Phospholipase A₂ [EC 3.1.1.4] treatment of pig kidney Na⁺, K⁺-ATPase [EC 3.6.1.3] labeled with fluorescene probes at the a-chain reduced the extent of the fluorescence intensity change of an N- [p-(2-benzimidazolyl)phenyl] maleimide (BIPM) probe at Cys-964 to below one-third of the control level accompanying the accumulation of phosphoenzymes. However, it only induced a slight decrease in that of a fluorescence isothiocyanate (FITC) probe at Lys-501 with a large decrease in the rate of change. The addition of phosphatidylserine (PS) or phosphatidylinositol (PI) to the phospholipase-treated BIPM-FITC-labeled enzyme increased the rate of the FITC fluorescence change. Phospholipase treatment of the BIPM-enzyme greatly reduced the Na⁺, K⁺-ATPase activity. The addition of PS or PI to the treated enzyme induced reactivation.

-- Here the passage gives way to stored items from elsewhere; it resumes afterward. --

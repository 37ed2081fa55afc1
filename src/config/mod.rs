// Copyright (c) 2025 Kirky.X
//
// Licensed under the MIT License
// See LICENSE file in the project root for full license information.

/// 配置模块
///
/// 处理应用程序的配置设置，包括服务器、上游、重试、限流与指标等配置
pub mod settings;
// Copyright 2025 Kirky.X
//
// Licensed under the Apache License, Version 2.0 (the "License");
// you may not use this file except in compliance with the License.
// You may obtain a copy of the License at
//
//     http://www.apache.org/licenses/LICENSE-2.0
//
// Unless required by applicable law or agreed to in writing, software
// distributed under the License is distributed on an "AS IS" BASIS,
// WITHOUT WARRANTIES OR CONDITIONS OF ANY KIND, either express or implied.
// See the License for the specific language governing permissions and
// limitations under the License.

use fetchrs::config::settings::Settings;
use fetchrs::domain::services::batch_scrape_service::BatchScrapeService;
use fetchrs::domain::services::enrichment_service::EnrichmentPipeline;
use fetchrs::domain::services::extraction_service::ExtractionService;
use fetchrs::engines::fetcher::Fetcher;
use fetchrs::engines::rate_limiter::HostRateLimiter;
use fetchrs::engines::reqwest_engine::ReqwestEngine;
use fetchrs::infrastructure::repositories::memory_sink::InMemorySink;
use fetchrs::presentation::routes;
use fetchrs::utils::telemetry;
use std::sync::Arc;
use tokio::net::TcpListener;
use tracing::info;

/// 主函数
///
/// 应用程序入口点，负责初始化所有组件并启动服务
#[tokio::main]
async fn main() -> anyhow::Result<()> {
    // 1. Load configuration
    let settings = Settings::new()?;

    // 2. Initialize logging
    telemetry::init_telemetry(settings.server.json_logs);
    info!("Starting fetchrs...");
    info!("Configuration loaded");

    // Initialize Prometheus Metrics
    if settings.metrics.enabled {
        fetchrs::infrastructure::metrics::init_metrics(&settings.metrics.listen_addr)?;
    }

    // 3. Upstream client, limiter and fetcher
    let client = Arc::new(ReqwestEngine::new(
        settings.upstream.request_timeout(),
        settings.upstream.user_agent.as_deref(),
    )?);
    let limiter = HostRateLimiter::new(settings.rate_limiting.to_limiter_config());
    let fetcher = Arc::new(Fetcher::new(client, limiter, settings.retry.to_policy()));
    info!("Fetcher initialized");

    // 4. Services
    let sink = Arc::new(InMemorySink::new());
    let pipeline = Arc::new(EnrichmentPipeline::new(
        fetcher.clone(),
        sink,
        settings.upstream.candidate_endpoint.clone(),
        settings.upstream.job_endpoint.clone(),
    ));
    let scraper = Arc::new(BatchScrapeService::new(
        fetcher,
        Arc::new(ExtractionService),
        settings.concurrency.batch_concurrency,
    ));

    // 5. Start HTTP server
    let app = routes::app(pipeline, scraper);

    let addr = settings.listen_addr();
    let listener = TcpListener::bind(&addr).await?;
    info!("Server listening on {}", addr);

    axum::serve(listener, app)
        .with_graceful_shutdown(shutdown_signal())
        .await?;

    info!("Server stopped");
    Ok(())
}

async fn shutdown_signal() {
    if let Err(e) = tokio::signal::ctrl_c().await {
        tracing::error!("Failed to listen for shutdown signal: {}", e);
    }
}
// Copyright (c) 2025 Kirky.X
//
// Licensed under the MIT License
// See LICENSE file in the project root for full license information.

use crate::helpers::{spawn_upstream, test_fetcher, Hits};
use axum::http::StatusCode;
use axum::response::IntoResponse;
use axum::routing::get;
use axum::Router;
use fetchrs::domain::services::batch_scrape_service::{BatchScrapeService, ScrapeError};
use fetchrs::domain::services::extraction_service::ExtractionService;
use fetchrs::utils::errors::{FetchError, GroupError};
use std::sync::Arc;
use std::time::Duration;

fn page(title: &str) -> String {
    format!(
        r#"<html><head><title>{title}</title></head><body>Mock body content<a href="http://example.com/{title}">Link</a></body></html>"#
    )
}

fn service(concurrency: usize) -> BatchScrapeService {
    BatchScrapeService::new(test_fetcher(3), Arc::new(ExtractionService), concurrency)
}

#[tokio::test]
async fn test_records_follow_input_order() {
    // Earlier pages respond more slowly so completion order is reversed.
    let router = Router::new()
        .route(
            "/one",
            get(|| async {
                tokio::time::sleep(Duration::from_millis(150)).await;
                page("one")
            }),
        )
        .route(
            "/two",
            get(|| async {
                tokio::time::sleep(Duration::from_millis(75)).await;
                page("two")
            }),
        )
        .route("/three", get(|| async { page("three") }));
    let base = spawn_upstream(router).await;

    let urls = vec![
        format!("{}/one", base),
        format!("{}/two", base),
        format!("{}/three", base),
    ];
    let records = service(0).scrape_many(urls.clone()).await.unwrap();

    let titles: Vec<_> = records.iter().map(|r| r.title.as_str()).collect();
    assert_eq!(titles, vec!["one", "two", "three"]);
    assert_eq!(records[0].url, urls[0]);
    assert_eq!(records[1].body, "Mock body contentLink");
    assert_eq!(records[2].links, vec!["http://example.com/three".to_string()]);
}

#[tokio::test]
async fn test_missing_page_fails_whole_batch() {
    let a_hits = Hits::default();
    let c_hits = Hits::default();
    let (a_counter, c_counter) = (a_hits.clone(), c_hits.clone());
    // The missing page answers late so its siblings are already in flight.
    let router = Router::new()
        .route(
            "/a",
            get(move || {
                let counter = a_counter.clone();
                async move {
                    counter.hit();
                    page("a")
                }
            }),
        )
        .route(
            "/b",
            get(|| async {
                tokio::time::sleep(Duration::from_millis(100)).await;
                (StatusCode::NOT_FOUND, "missing").into_response()
            }),
        )
        .route(
            "/c",
            get(move || {
                let counter = c_counter.clone();
                async move {
                    counter.hit();
                    page("c")
                }
            }),
        );
    let base = spawn_upstream(router).await;

    let err = service(0)
        .scrape_many(vec![
            format!("{}/a", base),
            format!("{}/b", base),
            format!("{}/c", base),
        ])
        .await
        .unwrap_err();

    match err {
        GroupError::TaskFailed { index, source } => {
            assert_eq!(index, 1);
            assert!(source.url().ends_with("/b"));
            assert!(matches!(
                source,
                ScrapeError::Fetch {
                    source: FetchError::UpstreamRejected { status: 404, .. },
                    ..
                }
            ));
        }
        other => panic!("unexpected error: {other:?}"),
    }
    assert_eq!(a_hits.count(), 1);
    assert_eq!(c_hits.count(), 1);
}

#[tokio::test]
async fn test_serial_batch_stops_after_first_failure() {
    let hits = Hits::default();
    let counter = hits.clone();
    let router = Router::new().route(
        "/gone",
        get(move || {
            let counter = counter.clone();
            async move {
                counter.hit();
                (StatusCode::GONE, "gone").into_response()
            }
        }),
    );
    let base = spawn_upstream(router).await;

    let urls = (0..4).map(|_| format!("{}/gone", base)).collect();
    let err = service(1).scrape_many(urls).await.unwrap_err();

    assert!(err.index().is_some());
    assert_eq!(hits.count(), 1);
}

#[tokio::test]
async fn test_scrape_one() {
    let router = Router::new().route("/single", get(|| async { page("single") }));
    let base = spawn_upstream(router).await;

    let record = service(4)
        .scrape_one(&format!("{}/single", base))
        .await
        .unwrap();

    assert_eq!(record.title, "single");
}

#[tokio::test]
async fn test_empty_page_yields_empty_record() {
    let router = Router::new().route("/blank", get(|| async { "" }));
    let base = spawn_upstream(router).await;
    let url = format!("{}/blank", base);

    let record = service(4).scrape_one(&url).await.unwrap();

    assert_eq!(record.url, url);
    assert_eq!(record.title, "");
    assert_eq!(record.body, "");
    assert!(record.links.is_empty());
}

#[tokio::test]
async fn test_empty_batch() {
    let records = service(2).scrape_many(Vec::new()).await.unwrap();
    assert!(records.is_empty());
}
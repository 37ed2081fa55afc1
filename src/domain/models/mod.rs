// Copyright (c) 2025 Kirky.X
//
// Licensed under the MIT License
// See LICENSE file in the project root for full license information.

/// 领域模型模块
///
/// 该模块定义了系统的核心业务实体，包括：
/// - 通知（notification）：Webhook 传入的变更通知
/// - 富化记录（enrichment）：候选人、职位以及合并后的记录
/// - 抓取记录（scraped_record）：批量抓取的结构化结果
pub mod enrichment;
pub mod notification;
pub mod scraped_record;
// Copyright (c) 2025 Kirky.X
//
// Licensed under the MIT License
// See LICENSE file in the project root for full license information.

/// 领域层模块
///
/// 该模块包含系统的核心业务逻辑，包括：
/// - 领域模型（models）：通知、富化记录与抓取记录
/// - 仓库接口（repositories）：记录存储抽象接口
/// - 服务（services）：富化流水线、批量抓取与内容提取
///
/// 领域层不依赖于任何具体的存储或传输实现。
pub mod models;
pub mod repositories;
pub mod services;
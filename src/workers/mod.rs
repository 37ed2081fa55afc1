// Copyright (c) 2025 Kirky.X
//
// Licensed under the MIT License
// See LICENSE file in the project root for full license information.

/// 工作器模块
///
/// 提供有界并发的任务组执行：按下标收集结果、首个失败即取消其余任务
pub mod task_group;

pub use task_group::TaskGroup;
// Copyright 2025 Kirky.X
//
// Licensed under the Apache License, Version 2.0 (the "License");
// you may not use this file except in compliance with the License.
// You may obtain a copy of the License at
//
//     http://www.apache.org/licenses/LICENSE-2.0
//
// Unless required by applicable law or agreed to in writing, software
// distributed under the License is distributed on an "AS IS" BASIS,
// WITHOUT WARRANTIES OR CONDITIONS OF ANY KIND, either express or implied.
// See the License for the specific language governing permissions and
// limitations under the License.

use axum::{Extension, Json};
use serde::Deserialize;
use serde_json::{json, Value};
use std::sync::Arc;

use crate::domain::services::batch_scrape_service::BatchScrapeService;
use crate::presentation::errors::{AppError, RequestError};

/// 单个URL抓取请求
#[derive(Debug, Deserialize)]
pub struct ScrapeRequest {
    pub url: String,
}

/// 批量抓取请求
#[derive(Debug, Deserialize)]
pub struct BatchScrapeRequest {
    pub urls: Vec<String>,
}

pub async fn scrape(
    Extension(service): Extension<Arc<BatchScrapeService>>,
    Json(payload): Json<ScrapeRequest>,
) -> Result<Json<Value>, AppError> {
    if payload.url.trim().is_empty() {
        return Err(RequestError::Validation("url cannot be empty".to_string()).into());
    }

    let record = service.scrape_one(payload.url.trim()).await?;
    Ok(Json(json!({ "data": record })))
}

pub async fn scrape_batch(
    Extension(service): Extension<Arc<BatchScrapeService>>,
    Json(payload): Json<BatchScrapeRequest>,
) -> Result<Json<Value>, AppError> {
    // Validate the request
    if payload.urls.is_empty() {
        return Err(RequestError::Validation("At least one URL is required".to_string()).into());
    }

    let urls = payload
        .urls
        .into_iter()
        .map(|url| url.trim().to_string())
        .collect();

    let records = service.scrape_many(urls).await?;
    Ok(Json(json!({ "data": records })))
}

These data and others suggest that Cys-964 and Glu-953 (Rb⁺ protectable dicyclohexyl carbodiimide binding site) are located in the vicinity of the surface area of the enzyme where hydrocarbon chains of phospholipids are present, and conserved H-bonding amino acids, Thr-955 and Ser-962, are located rather near the center of a domain forming a cation binding route or cage with other hydrophobic transmembrane segments. These data may indicate that the interaction between the BIPM probe and the hydrocarbon chains of phospholipids changes in such a way as to sense the change in the binding state of various ligands accompanying the sequential appearance of reaction intermediates of the enzyme.